#![forbid(unsafe_code)]

//! Canonical input events.
//!
//! The table only reacts to a handful of inputs: keystrokes for the search
//! box and scrolling, mouse clicks on headers, the mouse wheel, pastes, and
//! terminal resizes. Everything crossterm delivers is narrowed to these types
//! by [`Event::from_crossterm`].
//!
//! Mouse coordinates are 0-indexed.

use bitflags::bitflags;
use crossterm::event as cte;

/// Canonical input event.
#[derive(Debug, Clone, PartialEq, Eq)]
pub enum Event {
    /// A keyboard event.
    Key(KeyEvent),

    /// A mouse event.
    Mouse(MouseEvent),

    /// Terminal was resized.
    Resize {
        /// New terminal width in columns.
        width: u16,
        /// New terminal height in rows.
        height: u16,
    },

    /// Text pasted in bracketed-paste mode.
    Paste(String),
}

impl Event {
    /// Convert a crossterm event.
    ///
    /// Returns `None` for events with no canonical counterpart
    /// (focus changes, unsupported key codes).
    #[must_use]
    pub fn from_crossterm(event: cte::Event) -> Option<Self> {
        match event {
            cte::Event::Key(key) => map_key_event(key).map(Event::Key),
            cte::Event::Mouse(mouse) => map_mouse_event(mouse).map(Event::Mouse),
            cte::Event::Resize(width, height) => Some(Event::Resize { width, height }),
            cte::Event::Paste(text) => Some(Event::Paste(text)),
            cte::Event::FocusGained | cte::Event::FocusLost => None,
        }
    }
}

/// A keyboard event.
#[derive(Debug, Clone, Copy, PartialEq, Eq)]
pub struct KeyEvent {
    /// The key code that was pressed.
    pub code: KeyCode,
    /// Modifier keys held during the event.
    pub modifiers: Modifiers,
    /// Press, repeat, or release.
    pub kind: KeyEventKind,
}

impl KeyEvent {
    /// Create a key press with no modifiers.
    #[must_use]
    pub const fn new(code: KeyCode) -> Self {
        Self {
            code,
            modifiers: Modifiers::NONE,
            kind: KeyEventKind::Press,
        }
    }

    /// Set the modifiers.
    #[must_use]
    pub const fn with_modifiers(mut self, modifiers: Modifiers) -> Self {
        self.modifiers = modifiers;
        self
    }

    /// Set the event kind.
    #[must_use]
    pub const fn with_kind(mut self, kind: KeyEventKind) -> Self {
        self.kind = kind;
        self
    }

    /// Check if this is a specific character key.
    #[must_use]
    pub fn is_char(&self, c: char) -> bool {
        matches!(self.code, KeyCode::Char(ch) if ch == c)
    }

    /// Check if Ctrl is held.
    #[must_use]
    pub const fn ctrl(&self) -> bool {
        self.modifiers.contains(Modifiers::CTRL)
    }

    /// Press or auto-repeat (not a release).
    #[must_use]
    pub const fn is_press(&self) -> bool {
        matches!(self.kind, KeyEventKind::Press | KeyEventKind::Repeat)
    }
}

/// Key codes.
#[derive(Debug, Clone, Copy, PartialEq, Eq, Hash)]
pub enum KeyCode {
    /// A character key.
    Char(char),
    /// Enter/Return.
    Enter,
    /// Escape.
    Escape,
    /// Backspace.
    Backspace,
    /// Delete.
    Delete,
    /// Tab.
    Tab,
    /// Shift+Tab.
    BackTab,
    /// Home.
    Home,
    /// End.
    End,
    /// Page Up.
    PageUp,
    /// Page Down.
    PageDown,
    /// Up arrow.
    Up,
    /// Down arrow.
    Down,
    /// Left arrow.
    Left,
    /// Right arrow.
    Right,
    /// Function key (F1-F24).
    F(u8),
}

/// The type of key event.
#[derive(Debug, Clone, Copy, PartialEq, Eq, Hash, Default)]
pub enum KeyEventKind {
    /// Key was pressed (default when not distinguishable).
    #[default]
    Press,
    /// Key is being held.
    Repeat,
    /// Key was released.
    Release,
}

bitflags! {
    /// Modifier keys held during an event.
    #[derive(Debug, Clone, Copy, PartialEq, Eq, Hash, Default)]
    pub struct Modifiers: u8 {
        /// No modifiers.
        const NONE  = 0b0000;
        /// Shift key.
        const SHIFT = 0b0001;
        /// Alt/Option key.
        const ALT   = 0b0010;
        /// Control key.
        const CTRL  = 0b0100;
        /// Super/Meta/Command key.
        const SUPER = 0b1000;
    }
}

/// A mouse event.
#[derive(Debug, Clone, Copy, PartialEq, Eq)]
pub struct MouseEvent {
    /// What happened.
    pub kind: MouseEventKind,
    /// Column (0-indexed).
    pub x: u16,
    /// Row (0-indexed).
    pub y: u16,
    /// Modifier keys held during the event.
    pub modifiers: Modifiers,
}

impl MouseEvent {
    /// Create a mouse event with no modifiers.
    #[must_use]
    pub const fn new(kind: MouseEventKind, x: u16, y: u16) -> Self {
        Self {
            kind,
            x,
            y,
            modifiers: Modifiers::NONE,
        }
    }

    /// Position as `(x, y)`.
    #[must_use]
    pub const fn position(&self) -> (u16, u16) {
        (self.x, self.y)
    }
}

/// The type of mouse event.
#[derive(Debug, Clone, Copy, PartialEq, Eq, Hash)]
pub enum MouseEventKind {
    /// Button pressed.
    Down(MouseButton),
    /// Button released.
    Up(MouseButton),
    /// Wheel scrolled up.
    ScrollUp,
    /// Wheel scrolled down.
    ScrollDown,
}

/// Mouse buttons.
#[derive(Debug, Clone, Copy, PartialEq, Eq, Hash)]
pub enum MouseButton {
    /// Left button.
    Left,
    /// Right button.
    Right,
    /// Middle button.
    Middle,
}

fn map_key_event(event: cte::KeyEvent) -> Option<KeyEvent> {
    let code = map_key_code(event.code)?;
    let kind = match event.kind {
        cte::KeyEventKind::Press => KeyEventKind::Press,
        cte::KeyEventKind::Repeat => KeyEventKind::Repeat,
        cte::KeyEventKind::Release => KeyEventKind::Release,
    };
    Some(KeyEvent {
        code,
        modifiers: map_modifiers(event.modifiers),
        kind,
    })
}

fn map_key_code(code: cte::KeyCode) -> Option<KeyCode> {
    match code {
        cte::KeyCode::Char(c) => Some(KeyCode::Char(c)),
        cte::KeyCode::Enter => Some(KeyCode::Enter),
        cte::KeyCode::Esc => Some(KeyCode::Escape),
        cte::KeyCode::Backspace => Some(KeyCode::Backspace),
        cte::KeyCode::Delete => Some(KeyCode::Delete),
        cte::KeyCode::Tab => Some(KeyCode::Tab),
        cte::KeyCode::BackTab => Some(KeyCode::BackTab),
        cte::KeyCode::Home => Some(KeyCode::Home),
        cte::KeyCode::End => Some(KeyCode::End),
        cte::KeyCode::PageUp => Some(KeyCode::PageUp),
        cte::KeyCode::PageDown => Some(KeyCode::PageDown),
        cte::KeyCode::Up => Some(KeyCode::Up),
        cte::KeyCode::Down => Some(KeyCode::Down),
        cte::KeyCode::Left => Some(KeyCode::Left),
        cte::KeyCode::Right => Some(KeyCode::Right),
        cte::KeyCode::F(n) => Some(KeyCode::F(n)),
        _ => None,
    }
}

fn map_modifiers(modifiers: cte::KeyModifiers) -> Modifiers {
    let mut mapped = Modifiers::NONE;
    if modifiers.contains(cte::KeyModifiers::SHIFT) {
        mapped |= Modifiers::SHIFT;
    }
    if modifiers.contains(cte::KeyModifiers::ALT) {
        mapped |= Modifiers::ALT;
    }
    if modifiers.contains(cte::KeyModifiers::CONTROL) {
        mapped |= Modifiers::CTRL;
    }
    if modifiers.intersects(
        cte::KeyModifiers::SUPER | cte::KeyModifiers::HYPER | cte::KeyModifiers::META,
    ) {
        mapped |= Modifiers::SUPER;
    }
    mapped
}

fn map_mouse_event(event: cte::MouseEvent) -> Option<MouseEvent> {
    let kind = match event.kind {
        cte::MouseEventKind::Down(button) => MouseEventKind::Down(map_mouse_button(button)),
        cte::MouseEventKind::Up(button) => MouseEventKind::Up(map_mouse_button(button)),
        cte::MouseEventKind::ScrollUp => MouseEventKind::ScrollUp,
        cte::MouseEventKind::ScrollDown => MouseEventKind::ScrollDown,
        // Drags, hover, and horizontal wheel are not used by the table.
        _ => return None,
    };
    Some(MouseEvent {
        kind,
        x: event.column,
        y: event.row,
        modifiers: map_modifiers(event.modifiers),
    })
}

fn map_mouse_button(button: cte::MouseButton) -> MouseButton {
    match button {
        cte::MouseButton::Left => MouseButton::Left,
        cte::MouseButton::Right => MouseButton::Right,
        cte::MouseButton::Middle => MouseButton::Middle,
    }
}

#[cfg(test)]
mod tests {
    use super::*;

    fn ct_key(code: cte::KeyCode, modifiers: cte::KeyModifiers) -> cte::Event {
        cte::Event::Key(cte::KeyEvent::new(code, modifiers))
    }

    #[test]
    fn maps_char_key_with_ctrl() {
        let event = Event::from_crossterm(ct_key(
            cte::KeyCode::Char('c'),
            cte::KeyModifiers::CONTROL,
        ));
        let Some(Event::Key(key)) = event else {
            panic!("expected key event, got {event:?}");
        };
        assert!(key.is_char('c'));
        assert!(key.ctrl());
        assert!(key.is_press());
    }

    #[test]
    fn maps_escape() {
        let event = Event::from_crossterm(ct_key(cte::KeyCode::Esc, cte::KeyModifiers::NONE));
        assert_eq!(event, Some(Event::Key(KeyEvent::new(KeyCode::Escape))));
    }

    #[test]
    fn unsupported_key_is_dropped() {
        let event =
            Event::from_crossterm(ct_key(cte::KeyCode::CapsLock, cte::KeyModifiers::NONE));
        assert_eq!(event, None);
    }

    #[test]
    fn maps_wheel_and_click() {
        let wheel = cte::Event::Mouse(cte::MouseEvent {
            kind: cte::MouseEventKind::ScrollDown,
            column: 4,
            row: 7,
            modifiers: cte::KeyModifiers::NONE,
        });
        assert_eq!(
            Event::from_crossterm(wheel),
            Some(Event::Mouse(MouseEvent::new(MouseEventKind::ScrollDown, 4, 7)))
        );

        let click = cte::Event::Mouse(cte::MouseEvent {
            kind: cte::MouseEventKind::Down(cte::MouseButton::Left),
            column: 1,
            row: 2,
            modifiers: cte::KeyModifiers::NONE,
        });
        let Some(Event::Mouse(mouse)) = Event::from_crossterm(click) else {
            panic!("expected mouse event");
        };
        assert_eq!(mouse.kind, MouseEventKind::Down(MouseButton::Left));
        assert_eq!(mouse.position(), (1, 2));
    }

    #[test]
    fn mouse_motion_is_dropped() {
        let moved = cte::Event::Mouse(cte::MouseEvent {
            kind: cte::MouseEventKind::Moved,
            column: 0,
            row: 0,
            modifiers: cte::KeyModifiers::NONE,
        });
        assert_eq!(Event::from_crossterm(moved), None);
    }

    #[test]
    fn focus_events_are_dropped() {
        assert_eq!(Event::from_crossterm(cte::Event::FocusGained), None);
    }

    #[test]
    fn resize_and_paste() {
        assert_eq!(
            Event::from_crossterm(cte::Event::Resize(80, 24)),
            Some(Event::Resize {
                width: 80,
                height: 24
            })
        );
        assert_eq!(
            Event::from_crossterm(cte::Event::Paste("mit".into())),
            Some(Event::Paste("mit".into()))
        );
    }

    #[test]
    fn release_is_not_press() {
        let key = KeyEvent::new(KeyCode::Down).with_kind(KeyEventKind::Release);
        assert!(!key.is_press());
    }
}
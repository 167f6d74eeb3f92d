#![forbid(unsafe_code)]

//! Command-line argument parsing for the college table.
//!
//! Parses args manually to keep the binary lean. Supports environment
//! variable overrides via the `CTAB_DEMO_*` prefix; explicit flags win.

use std::env;
use std::fmt;
use std::path::PathBuf;
use std::process;

const VERSION: &str = env!("CARGO_PKG_VERSION");

const HELP_TEXT: &str = "\
ctab: browse a college dataset in the terminal

USAGE:
    ctab [OPTIONS]

OPTIONS:
    --data=PATH          JSON array of colleges (default: built-in sample)
    --seed=N             Seed for the row icons (default: time-based)
    --log=PATH           Write logs to PATH (filter with RUST_LOG)
    --no-mouse           Disable mouse event capture
    --help, -h           Show this help message
    --version, -V        Show version

KEYBINDINGS:
    typing               Edit the search box; the table filters as you type
    Ctrl+U / Ctrl+W      Clear the search / delete the previous word
    Up / Down            Scroll one row
    PgUp / PgDn          Scroll one page
    Home / End           Jump to the first / last loaded row
    click a header       Sort by that column; click again to reverse
    Esc / Ctrl+C         Quit

Scrolling to the bottom loads the next 10 rows.

ENVIRONMENT VARIABLES:
    CTAB_DEMO_DATA       Override --data
    CTAB_DEMO_SEED       Override --seed
    CTAB_DEMO_LOG        Override --log
    RUST_LOG             Log filter (default: info)";

/// Parsed command-line options.
#[derive(Debug, Clone, PartialEq, Eq)]
pub struct Opts {
    /// Dataset file; `None` uses the built-in sample.
    pub data: Option<PathBuf>,
    /// Icon seed; `None` picks one from the clock.
    pub seed: Option<u64>,
    /// Log file; `None` disables logging.
    pub log: Option<PathBuf>,
    /// Whether mouse events are enabled.
    pub mouse: bool,
}

impl Default for Opts {
    fn default() -> Self {
        Self {
            data: None,
            seed: None,
            log: None,
            mouse: true,
        }
    }
}

/// What the command line asked for.
#[derive(Debug, Clone, PartialEq, Eq)]
pub enum Command {
    /// Start the table.
    Run(Opts),
    /// Print usage.
    Help,
    /// Print the version.
    Version,
}

/// A bad command line.
#[derive(Debug, Clone, PartialEq, Eq)]
pub enum CliError {
    /// A flag value that does not parse.
    InvalidValue {
        /// The flag, e.g. `--seed`.
        flag: &'static str,
        /// What was given.
        value: String,
    },
    /// An argument that is not a known flag.
    UnknownArgument(String),
}

impl fmt::Display for CliError {
    fn fmt(&self, f: &mut fmt::Formatter<'_>) -> fmt::Result {
        match self {
            CliError::InvalidValue { flag, value } => write!(f, "Invalid {flag} value: {value}"),
            CliError::UnknownArgument(arg) => write!(f, "Unknown argument: {arg}"),
        }
    }
}

impl std::error::Error for CliError {}

impl Opts {
    /// Parse the process arguments and environment.
    ///
    /// Prints help or version and exits when asked; prints the error and
    /// exits with status 1 on a bad command line.
    pub fn parse() -> Self {
        let args: Vec<String> = env::args().skip(1).collect();
        match Self::parse_from(args, |key| env::var(key).ok()) {
            Ok(Command::Run(opts)) => opts,
            Ok(Command::Help) => {
                println!("{HELP_TEXT}");
                process::exit(0);
            }
            Ok(Command::Version) => {
                println!("ctab {VERSION}");
                process::exit(0);
            }
            Err(err) => {
                eprintln!("{err}");
                eprintln!("Run with --help for usage information.");
                process::exit(1);
            }
        }
    }

    /// Parse `args` (without the program name), reading environment
    /// overrides through `env`.
    ///
    /// Environment variables take precedence over defaults but are
    /// overridden by explicit command-line flags. An unparsable environment
    /// value is ignored; an unparsable flag is an error.
    pub fn parse_from<I, S>(
        args: I,
        env: impl Fn(&str) -> Option<String>,
    ) -> Result<Command, CliError>
    where
        I: IntoIterator<Item = S>,
        S: AsRef<str>,
    {
        let mut opts = Self::default();

        // Apply environment variable defaults first
        if let Some(val) = env("CTAB_DEMO_DATA") {
            opts.data = Some(PathBuf::from(val));
        }
        if let Some(val) = env("CTAB_DEMO_SEED")
            && let Ok(n) = val.parse()
        {
            opts.seed = Some(n);
        }
        if let Some(val) = env("CTAB_DEMO_LOG") {
            opts.log = Some(PathBuf::from(val));
        }

        // Parse command-line args (override env vars)
        for arg in args {
            match arg.as_ref() {
                "--help" | "-h" => return Ok(Command::Help),
                "--version" | "-V" => return Ok(Command::Version),
                "--no-mouse" => opts.mouse = false,
                other => {
                    if let Some(val) = other.strip_prefix("--data=") {
                        opts.data = Some(PathBuf::from(val));
                    } else if let Some(val) = other.strip_prefix("--seed=") {
                        let seed = val.parse().map_err(|_| CliError::InvalidValue {
                            flag: "--seed",
                            value: val.to_string(),
                        })?;
                        opts.seed = Some(seed);
                    } else if let Some(val) = other.strip_prefix("--log=") {
                        opts.log = Some(PathBuf::from(val));
                    } else {
                        return Err(CliError::UnknownArgument(other.to_string()));
                    }
                }
            }
        }

        Ok(Command::Run(opts))
    }
}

> _What you need to do_: Gather every line from the listing above in which "contains" appears, and copy those lines.

> _Answer box_:
        self.modifiers.contains(Modifiers::CTRL)
    if modifiers.contains(cte::KeyModifiers::SHIFT) {
    if modifiers.contains(cte::KeyModifiers::ALT) {
    if modifiers.contains(cte::KeyModifiers::CONTROL) {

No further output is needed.